- _ACTION ITEM_
If a line holds the word "AggregatedResult", copy it from the entries.

- _EXERCISE MATERIAL_
-*-
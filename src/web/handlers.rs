//! HTTP request handlers.

use super::AppState;
use crate::db::{CheckConfiguration, CollectorEntry, DbError, Maintenance, RetentionConfig, SystemCheck};
use crate::health::StateThresholds;
use crate::history::{HistoryError, HistoryOptions, HistoryQuery};
use crate::versioning::VersionedRecord;

use axum::{
    extract::{Path, Query, State},
    http::StatusCode,
    response::{IntoResponse, Json, Response},
};
use chrono::{DateTime, Duration as ChronoDuration, Utc};
use serde::Deserialize;
use std::fmt::Display;

const DEFAULT_RUN_LIMIT: usize = 50;
const MAX_RUN_LIMIT: usize = 1000;

fn internal(e: impl Display) -> Response {
    tracing::error!("API: {}", e);
    (StatusCode::INTERNAL_SERVER_ERROR, e.to_string()).into_response()
}

fn bad_request(message: impl Into<String>) -> Response {
    (StatusCode::BAD_REQUEST, message.into()).into_response()
}

fn history_error(e: HistoryError) -> Response {
    match e {
        HistoryError::InvalidRange(_) => bad_request(e.to_string()),
        other => internal(other),
    }
}

// ============================================================================
// API: Configurations
// ============================================================================

pub async fn handle_get_configurations(State(state): State<AppState>) -> Response {
    match state.store.get_configurations() {
        Ok(configurations) => Json(configurations).into_response(),
        Err(e) => internal(e),
    }
}

#[derive(Debug, Deserialize)]
#[serde(rename_all = "camelCase")]
pub struct ConfigurationRequest {
    #[serde(default)]
    pub id: Option<String>,
    pub name: String,
    pub strategy_id: String,
    pub config: VersionedRecord,
    #[serde(default)]
    pub collectors: Vec<CollectorEntry>,
    pub interval_seconds: u64,
}

impl ConfigurationRequest {
    /// Check the request against the registered strategies and collectors.
    fn validate(&self, state: &AppState) -> Result<(), String> {
        if self.interval_seconds == 0 {
            return Err("intervalSeconds must be positive".to_string());
        }
        state
            .registry
            .parse_config(&self.strategy_id, &self.config)
            .map_err(|e| e.to_string())?;
        if let Some(entry) = self
            .collectors
            .iter()
            .find(|c| state.registry.collector(&c.collector_id).is_none())
        {
            return Err(format!("unknown collector: {}", entry.collector_id));
        }
        Ok(())
    }
}

pub async fn handle_create_configuration(
    State(state): State<AppState>,
    Json(req): Json<ConfigurationRequest>,
) -> Response {
    if let Err(e) = req.validate(&state) {
        return bad_request(e);
    }

    let now = Utc::now();
    let configuration = CheckConfiguration {
        id: req.id.unwrap_or_else(|| format!("cfg-{}", now.timestamp_millis())),
        name: req.name,
        strategy_id: req.strategy_id,
        config: req.config,
        collectors: req.collectors,
        interval_seconds: req.interval_seconds,
        created_at: now,
        updated_at: now,
    };

    match state.store.get_configuration(&configuration.id) {
        Ok(Some(_)) => return (StatusCode::CONFLICT, "Configuration already exists").into_response(),
        Ok(None) => {}
        Err(e) => return internal(e),
    }

    match state.store.upsert_configuration(&configuration) {
        Ok(()) => (StatusCode::CREATED, Json(configuration)).into_response(),
        Err(e) => internal(e),
    }
}

pub async fn handle_update_configuration(
    State(state): State<AppState>,
    Path(id): Path<String>,
    Json(req): Json<ConfigurationRequest>,
) -> Response {
    if let Err(e) = req.validate(&state) {
        return bad_request(e);
    }

    let existing = match state.store.get_configuration(&id) {
        Ok(Some(c)) => c,
        Ok(None) => return (StatusCode::NOT_FOUND, "Configuration not found").into_response(),
        Err(e) => return internal(e),
    };

    let updated = CheckConfiguration {
        id: id.clone(),
        name: req.name,
        strategy_id: req.strategy_id,
        config: req.config,
        collectors: req.collectors,
        interval_seconds: req.interval_seconds,
        created_at: existing.created_at,
        updated_at: Utc::now(),
    };

    if let Err(e) = state.store.upsert_configuration(&updated) {
        return internal(e);
    }

    // The interval may have changed.
    if let Err(e) = state.scheduler.reschedule_configuration(&id).await {
        return internal(e);
    }
    Json(updated).into_response()
}

pub async fn handle_delete_configuration(State(state): State<AppState>, Path(id): Path<String>) -> Response {
    if let Err(e) = state.scheduler.unschedule_configuration(&id).await {
        return internal(e);
    }

    match state.store.delete_configuration(&id) {
        Ok(()) => StatusCode::NO_CONTENT.into_response(),
        Err(DbError::NotFound) => (StatusCode::NOT_FOUND, "Configuration not found").into_response(),
        Err(e) => internal(e),
    }
}

// ============================================================================
// API: System checks
// ============================================================================

#[derive(Debug, Deserialize)]
#[serde(rename_all = "camelCase")]
pub struct SystemCheckRequest {
    #[serde(default = "default_enabled")]
    pub enabled: bool,
    #[serde(default)]
    pub thresholds: Option<StateThresholds>,
    #[serde(default)]
    pub retention: Option<RetentionConfig>,
}

fn default_enabled() -> bool {
    true
}

pub async fn handle_put_system_check(
    State(state): State<AppState>,
    Path((system_id, configuration_id)): Path<(String, String)>,
    Json(req): Json<SystemCheckRequest>,
) -> Response {
    match state.store.get_configuration(&configuration_id) {
        Ok(Some(_)) => {}
        Ok(None) => return (StatusCode::NOT_FOUND, "Configuration not found").into_response(),
        Err(e) => return internal(e),
    }

    let existing = match state.store.get_system_check(&system_id, &configuration_id) {
        Ok(p) => p,
        Err(e) => return internal(e),
    };

    // Omitted fields keep their stored values.
    let thresholds = match &req.thresholds {
        Some(t) => {
            if let Err(e) = t.validate() {
                return bad_request(e);
            }
            match t.to_record() {
                Ok(record) => Some(record),
                Err(e) => return internal(e),
            }
        }
        None => existing.as_ref().and_then(|p| p.thresholds.clone()),
    };
    let retention = match req.retention {
        Some(r) => {
            if let Err(e) = r.validate() {
                return bad_request(e);
            }
            r
        }
        None => existing.as_ref().map(|p| p.retention).unwrap_or_default(),
    };

    let pair = SystemCheck {
        system_id,
        configuration_id,
        enabled: req.enabled,
        thresholds,
        retention,
        updated_at: Utc::now(),
    };

    if let Err(e) = state.store.upsert_system_check(&pair) {
        return internal(e);
    }
    if let Err(e) = state.scheduler.schedule_pair(&pair).await {
        return internal(e);
    }
    Json(pair).into_response()
}

pub async fn handle_delete_system_check(
    State(state): State<AppState>,
    Path((system_id, configuration_id)): Path<(String, String)>,
) -> Response {
    if let Err(e) = state.scheduler.unschedule_pair(&system_id, &configuration_id).await {
        return internal(e);
    }

    match state.store.delete_system_check(&system_id, &configuration_id) {
        Ok(()) => StatusCode::NO_CONTENT.into_response(),
        Err(e) => internal(e),
    }
}

pub async fn handle_put_retention(
    State(state): State<AppState>,
    Path((system_id, configuration_id)): Path<(String, String)>,
    Json(retention): Json<RetentionConfig>,
) -> Response {
    match state
        .store
        .update_retention_config(&system_id, &configuration_id, &retention)
    {
        Ok(()) => Json(retention).into_response(),
        Err(DbError::InvalidRetention(e)) => bad_request(e),
        Err(DbError::NotFound) => (StatusCode::NOT_FOUND, "System check not found").into_response(),
        Err(e) => internal(e),
    }
}

#[derive(Debug, Deserialize)]
pub struct RunsQuery {
    #[serde(default)]
    pub limit: Option<usize>,
}

pub async fn handle_get_runs(
    State(state): State<AppState>,
    Path((system_id, configuration_id)): Path<(String, String)>,
    Query(query): Query<RunsQuery>,
) -> Response {
    let limit = query.limit.unwrap_or(DEFAULT_RUN_LIMIT).clamp(1, MAX_RUN_LIMIT);
    match state.store.get_recent_runs(&system_id, &configuration_id, limit) {
        Ok(runs) => Json(runs).into_response(),
        Err(e) => internal(e),
    }
}

// ============================================================================
// API: Health and history
// ============================================================================

pub async fn handle_get_system_health(State(state): State<AppState>, Path(system_id): Path<String>) -> Response {
    match state.reader.get_system_health_status(&system_id) {
        Ok(health) => Json(health).into_response(),
        Err(e) => history_error(e),
    }
}

#[derive(Debug, Deserialize)]
pub struct HistoryParams {
    pub system_id: String,
    pub configuration_id: String,
    #[serde(default)]
    pub start: Option<DateTime<Utc>>,
    #[serde(default)]
    pub end: Option<DateTime<Utc>>,
    #[serde(default)]
    pub target_points: Option<usize>,
    #[serde(default)]
    pub include_aggregated_result: Option<bool>,
}

pub async fn handle_get_history(State(state): State<AppState>, Query(params): Query<HistoryParams>) -> Response {
    let end = params.end.unwrap_or_else(Utc::now);
    let start = params.start.unwrap_or_else(|| end - ChronoDuration::hours(24));

    let query = HistoryQuery {
        system_id: params.system_id,
        configuration_id: params.configuration_id,
        start_date: start,
        end_date: end,
        target_points: params.target_points,
    };
    let options = HistoryOptions {
        include_aggregated_result: params.include_aggregated_result.unwrap_or(false),
    };

    match state.reader.get_aggregated_history(&query, options) {
        Ok(history) => Json(history).into_response(),
        Err(e) => history_error(e),
    }
}

#[derive(Debug, Deserialize)]
pub struct AvailabilityParams {
    pub system_id: String,
    pub configuration_id: String,
}

pub async fn handle_get_availability(
    State(state): State<AppState>,
    Query(params): Query<AvailabilityParams>,
) -> Response {
    match state
        .reader
        .get_availability_stats(&params.system_id, &params.configuration_id)
    {
        Ok(stats) => Json(stats).into_response(),
        Err(e) => history_error(e),
    }
}

// ============================================================================
// API: Maintenance windows
// ============================================================================

#[derive(Debug, Deserialize)]
#[serde(rename_all = "camelCase")]
pub struct MaintenanceRequest {
    pub starts_at: DateTime<Utc>,
    pub ends_at: DateTime<Utc>,
    #[serde(default = "default_enabled")]
    pub suppress_notifications: bool,
    #[serde(default)]
    pub description: String,
}

pub async fn handle_create_maintenance(
    State(state): State<AppState>,
    Path(system_id): Path<String>,
    Json(req): Json<MaintenanceRequest>,
) -> Response {
    if req.ends_at <= req.starts_at {
        return bad_request("endsAt must be after startsAt");
    }

    let mut maintenance = Maintenance {
        id: 0,
        system_id,
        starts_at: req.starts_at,
        ends_at: req.ends_at,
        suppress_notifications: req.suppress_notifications,
        description: req.description,
    };
    match state.store.add_maintenance(&mut maintenance) {
        Ok(_) => (StatusCode::CREATED, Json(maintenance)).into_response(),
        Err(e) => internal(e),
    }
}
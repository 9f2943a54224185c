//! Health state evaluation.
//!
//! Turns a noisy stream of run outcomes into a debounced status.

mod evaluator;
mod status;
mod thresholds;

pub use evaluator::*;
pub use status::*;
pub use thresholds::*;
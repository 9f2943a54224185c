//! Retention manager for deleting runs and rows past their horizon.

use crate::db::{AggregateTier, DbError, Store, SystemCheck};

use chrono::{DateTime, Duration as ChronoDuration, Utc};
use std::sync::Arc;
use std::time::Duration;
use tokio::sync::{broadcast, Mutex};

/// Rows deleted by one retention pass.
#[derive(Debug, Default, Clone, Copy, PartialEq, Eq)]
pub struct RetentionReport {
    pub runs: usize,
    pub hourly: usize,
    pub daily: usize,
}

/// Manager for deleting data past retention periods.
pub struct RetentionManager {
    store: Arc<Store>,
    interval: Duration,
    stop: Arc<Mutex<Option<broadcast::Sender<()>>>>,
}

impl RetentionManager {
    pub fn new(store: Arc<Store>, interval: Duration) -> Self {
        Self {
            store,
            interval,
            stop: Arc::new(Mutex::new(None)),
        }
    }

    /// Start the retention manager background task.
    pub fn start(&self) {
        let store = self.store.clone();
        let stop = self.stop.clone();
        let period = self.interval;

        tokio::spawn(async move {
            let (tx, _) = broadcast::channel(1);
            {
                let mut stop_guard = stop.lock().await;
                *stop_guard = Some(tx.clone());
            }

            let mut rx = tx.subscribe();
            let mut interval = tokio::time::interval(period);
            interval.set_missed_tick_behavior(tokio::time::MissedTickBehavior::Skip);

            loop {
                tokio::select! {
                    _ = rx.recv() => break,
                    _ = interval.tick() => {
                        process_retention(&store, Utc::now());
                    }
                }
            }
        });
    }

    /// Stop the retention manager.
    pub async fn stop(&self) {
        let stop = self.stop.lock().await;
        if let Some(tx) = stop.as_ref() {
            let _ = tx.send(());
        }
    }
}

/// Apply every pair's retention horizons as of `now`.
pub fn process_retention(store: &Store, now: DateTime<Utc>) -> RetentionReport {
    let pairs = match store.get_system_checks() {
        Ok(p) => p,
        Err(e) => {
            tracing::error!("RetentionManager: Failed to get system checks: {}", e);
            return RetentionReport::default();
        }
    };

    let mut report = RetentionReport::default();
    for pair in pairs {
        match prune_pair(store, &pair, now) {
            Ok(r) => {
                report.runs += r.runs;
                report.hourly += r.hourly;
                report.daily += r.daily;
            }
            Err(e) => tracing::error!(
                "RetentionManager: Failed to prune {}/{}: {}",
                pair.system_id,
                pair.configuration_id,
                e
            ),
        }
    }

    if report != RetentionReport::default() {
        tracing::info!(
            "RetentionManager: Deleted {} runs, {} hourly rows, {} daily rows",
            report.runs,
            report.hourly,
            report.daily
        );
    }
    report
}

fn prune_pair(store: &Store, pair: &SystemCheck, now: DateTime<Utc>) -> Result<RetentionReport, DbError> {
    let (sys, cfg) = (pair.system_id.as_str(), pair.configuration_id.as_str());
    let retention = &pair.retention;
    let horizon = |days: u32| now - ChronoDuration::days(i64::from(days));

    Ok(RetentionReport {
        runs: store.delete_runs_before(sys, cfg, horizon(retention.raw_retention_days))?,
        hourly: store.delete_aggregates_before(
            sys,
            cfg,
            AggregateTier::Hourly,
            horizon(retention.hourly_retention_days),
        )?,
        daily: store.delete_aggregates_before(
            sys,
            cfg,
            AggregateTier::Daily,
            horizon(retention.daily_retention_days),
        )?,
    })
}

#[cfg(test)]
mod tests {
    use super::*;
    use crate::db::{AggregateRow, CheckConfiguration, RetentionConfig, Run};
    use crate::health::HealthStatus;
    use crate::versioning::VersionedRecord;
    use chrono::TimeZone;
    use serde_json::json;

    fn store() -> Store {
        let store = Store::in_memory().unwrap();
        store
            .upsert_configuration(&CheckConfiguration {
                id: "cfg".to_string(),
                name: "tcp".to_string(),
                strategy_id: "tcp".to_string(),
                config: VersionedRecord::new(1, json!({"host": "localhost", "port": 22})),
                collectors: Vec::new(),
                interval_seconds: 60,
                created_at: Utc::now(),
                updated_at: Utc::now(),
            })
            .unwrap();
        store
    }

    fn pair(system_id: &str, retention: RetentionConfig) -> SystemCheck {
        SystemCheck {
            system_id: system_id.to_string(),
            configuration_id: "cfg".to_string(),
            enabled: true,
            thresholds: None,
            retention,
            updated_at: Utc::now(),
        }
    }

    fn add_run(store: &Store, system_id: &str, ts: DateTime<Utc>) {
        let mut run = Run {
            id: 0,
            system_id: system_id.to_string(),
            configuration_id: "cfg".to_string(),
            status: HealthStatus::Healthy,
            latency_ms: Some(10.0),
            result: json!({}),
            timestamp: ts,
        };
        store.add_run(&mut run).unwrap();
    }

    fn row(system_id: &str, tier: AggregateTier, start: DateTime<Utc>) -> AggregateRow {
        AggregateRow {
            system_id: system_id.to_string(),
            configuration_id: "cfg".to_string(),
            tier,
            bucket_start: start,
            run_count: 1,
            healthy_count: 1,
            degraded_count: 0,
            unhealthy_count: 0,
            latency_sum_ms: Some(10.0),
            min_latency_ms: Some(10.0),
            max_latency_ms: Some(10.0),
            p95_latency_ms: Some(10.0),
            latency_digest: Vec::new(),
            aggregated_result: None,
        }
    }

    #[test]
    fn test_each_tier_has_its_own_horizon() {
        let store = store();
        store.upsert_system_check(&pair("sys", RetentionConfig::default())).unwrap();

        let now = Utc.with_ymd_and_hms(2024, 6, 1, 0, 0, 0).unwrap();
        for days in [1, 8, 20] {
            add_run(&store, "sys", now - ChronoDuration::days(days));
        }
        store
            .add_aggregates(&[
                row("sys", AggregateTier::Hourly, now - ChronoDuration::days(20)),
                row("sys", AggregateTier::Hourly, now - ChronoDuration::days(40)),
                row("sys", AggregateTier::Daily, now - ChronoDuration::days(200)),
                row("sys", AggregateTier::Daily, now - ChronoDuration::days(400)),
            ])
            .unwrap();

        let report = process_retention(&store, now);
        assert_eq!(
            report,
            RetentionReport {
                runs: 2,
                hourly: 1,
                daily: 1
            }
        );

        let runs = store.get_recent_runs("sys", "cfg", 10).unwrap();
        assert_eq!(runs.len(), 1);
        let earliest = now - ChronoDuration::days(500);
        assert_eq!(
            store
                .get_aggregates("sys", "cfg", AggregateTier::Hourly, earliest, now)
                .unwrap()
                .len(),
            1
        );
        assert_eq!(
            store
                .get_aggregates("sys", "cfg", AggregateTier::Daily, earliest, now)
                .unwrap()
                .len(),
            1
        );
    }

    #[test]
    fn test_pairs_use_their_own_config() {
        let store = store();
        store.upsert_system_check(&pair("short", RetentionConfig {
            raw_retention_days: 1,
            hourly_retention_days: 2,
            daily_retention_days: 3,
        }))
        .unwrap();
        store.upsert_system_check(&pair("long", RetentionConfig::default())).unwrap();

        let now = Utc.with_ymd_and_hms(2024, 6, 1, 0, 0, 0).unwrap();
        add_run(&store, "short", now - ChronoDuration::days(2));
        add_run(&store, "long", now - ChronoDuration::days(2));

        let report = process_retention(&store, now);
        assert_eq!(report.runs, 1);
        assert!(store.get_recent_runs("short", "cfg", 10).unwrap().is_empty());
        assert_eq!(store.get_recent_runs("long", "cfg", 10).unwrap().len(), 1);
    }
}
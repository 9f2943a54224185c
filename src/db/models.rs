//! Database model types.

use chrono::{DateTime, Duration as ChronoDuration, Utc};
use serde::{Deserialize, Serialize};
use serde_json::Value;
use std::fmt;
use std::str::FromStr;

use crate::aggregation::AggregatedResult;
use crate::health::{HealthStatus, StateThresholds};
use crate::probe::Assertion;
use crate::versioning::{VersionError, VersionedRecord};

/// A check configuration: which strategy to run, how, and how often.
#[derive(Debug, Clone, PartialEq, Serialize, Deserialize)]
#[serde(rename_all = "camelCase")]
pub struct CheckConfiguration {
    pub id: String,
    pub name: String,
    pub strategy_id: String,
    pub config: VersionedRecord,
    #[serde(default)]
    pub collectors: Vec<CollectorEntry>,
    pub interval_seconds: u64,
    #[serde(default = "Utc::now")]
    pub created_at: DateTime<Utc>,
    #[serde(default = "Utc::now")]
    pub updated_at: DateTime<Utc>,
}

/// One configured sub-probe of a check.
#[derive(Debug, Clone, PartialEq, Serialize, Deserialize)]
#[serde(rename_all = "camelCase")]
pub struct CollectorEntry {
    /// Key under which this collector's result is stored.
    pub id: String,
    pub collector_id: String,
    #[serde(default)]
    pub config: Value,
    #[serde(default)]
    pub assertions: Vec<Assertion>,
}

/// Retention horizons for one pair. Must satisfy `raw < hourly < daily`.
#[derive(Debug, Clone, Copy, PartialEq, Eq, Serialize, Deserialize)]
#[serde(rename_all = "camelCase")]
pub struct RetentionConfig {
    pub raw_retention_days: u32,
    pub hourly_retention_days: u32,
    pub daily_retention_days: u32,
}

impl Default for RetentionConfig {
    fn default() -> Self {
        Self {
            raw_retention_days: 7,
            hourly_retention_days: 30,
            daily_retention_days: 365,
        }
    }
}

impl RetentionConfig {
    pub fn validate(&self) -> Result<(), String> {
        if self.raw_retention_days == 0 {
            return Err("raw retention must be at least one day".to_string());
        }
        if self.raw_retention_days >= self.hourly_retention_days {
            return Err(format!(
                "raw retention ({} days) must be shorter than hourly retention ({} days)",
                self.raw_retention_days, self.hourly_retention_days
            ));
        }
        if self.hourly_retention_days >= self.daily_retention_days {
            return Err(format!(
                "hourly retention ({} days) must be shorter than daily retention ({} days)",
                self.hourly_retention_days, self.daily_retention_days
            ));
        }
        Ok(())
    }
}

/// Association of a monitored system with a check configuration.
#[derive(Debug, Clone, PartialEq, Serialize, Deserialize)]
#[serde(rename_all = "camelCase")]
pub struct SystemCheck {
    pub system_id: String,
    pub configuration_id: String,
    pub enabled: bool,
    #[serde(default)]
    pub thresholds: Option<VersionedRecord>,
    #[serde(default)]
    pub retention: RetentionConfig,
    #[serde(default = "Utc::now")]
    pub updated_at: DateTime<Utc>,
}

impl SystemCheck {
    /// The configured policy, or the default when none is stored.
    pub fn state_thresholds(&self) -> Result<StateThresholds, VersionError> {
        match &self.thresholds {
            Some(record) => StateThresholds::from_record(record.clone()),
            None => Ok(StateThresholds::default()),
        }
    }
}

/// One probe execution outcome. Never mutated once stored.
#[derive(Debug, Clone, PartialEq, Serialize, Deserialize)]
#[serde(rename_all = "camelCase")]
pub struct Run {
    pub id: i64,
    pub system_id: String,
    pub configuration_id: String,
    pub status: HealthStatus,
    pub latency_ms: Option<f64>,
    pub result: Value,
    pub timestamp: DateTime<Utc>,
}

/// Retention tier of a stored summary row.
#[derive(Debug, Clone, Copy, PartialEq, Eq, PartialOrd, Ord, Hash, Serialize, Deserialize)]
#[serde(rename_all = "lowercase")]
pub enum AggregateTier {
    Hourly,
    Daily,
}

impl AggregateTier {
    pub fn as_str(&self) -> &'static str {
        match self {
            AggregateTier::Hourly => "hourly",
            AggregateTier::Daily => "daily",
        }
    }

    pub fn duration(&self) -> ChronoDuration {
        match self {
            AggregateTier::Hourly => ChronoDuration::hours(1),
            AggregateTier::Daily => ChronoDuration::days(1),
        }
    }

    pub fn window_seconds(&self) -> i64 {
        self.duration().num_seconds()
    }
}

impl fmt::Display for AggregateTier {
    fn fmt(&self, f: &mut fmt::Formatter<'_>) -> fmt::Result {
        f.write_str(self.as_str())
    }
}

impl FromStr for AggregateTier {
    type Err = String;

    fn from_str(s: &str) -> Result<Self, Self::Err> {
        match s {
            "hourly" => Ok(AggregateTier::Hourly),
            "daily" => Ok(AggregateTier::Daily),
            other => Err(format!("unknown aggregate tier: {}", other)),
        }
    }
}

/// A compacted summary of all runs of one pair within one tier window.
#[derive(Debug, Clone, PartialEq)]
pub struct AggregateRow {
    pub system_id: String,
    pub configuration_id: String,
    pub tier: AggregateTier,
    pub bucket_start: DateTime<Utc>,
    pub run_count: u64,
    pub healthy_count: u64,
    pub degraded_count: u64,
    pub unhealthy_count: u64,
    pub latency_sum_ms: Option<f64>,
    pub min_latency_ms: Option<f64>,
    pub max_latency_ms: Option<f64>,
    pub p95_latency_ms: Option<f64>,
    /// Serialized latency t-digest, empty when no latencies were recorded.
    pub latency_digest: Vec<u8>,
    pub aggregated_result: Option<AggregatedResult>,
}

/// A maintenance window for a system.
#[derive(Debug, Clone, PartialEq, Serialize, Deserialize)]
#[serde(rename_all = "camelCase")]
pub struct Maintenance {
    pub id: i64,
    pub system_id: String,
    pub starts_at: DateTime<Utc>,
    pub ends_at: DateTime<Utc>,
    pub suppress_notifications: bool,
    #[serde(default)]
    pub description: String,
}
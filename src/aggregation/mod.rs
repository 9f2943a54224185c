//! Incremental aggregation of probe statistics.
//!
//! All functions here are pure and operate on values, so they can be called
//! from any task without synchronization.

mod merge;
mod result;

pub use merge::*;
pub use result::*;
-*-
- _TASK ANSWER_
use crate::aggregation::AggregatedResult;
    pub aggregated_result: Option<AggregatedResult>,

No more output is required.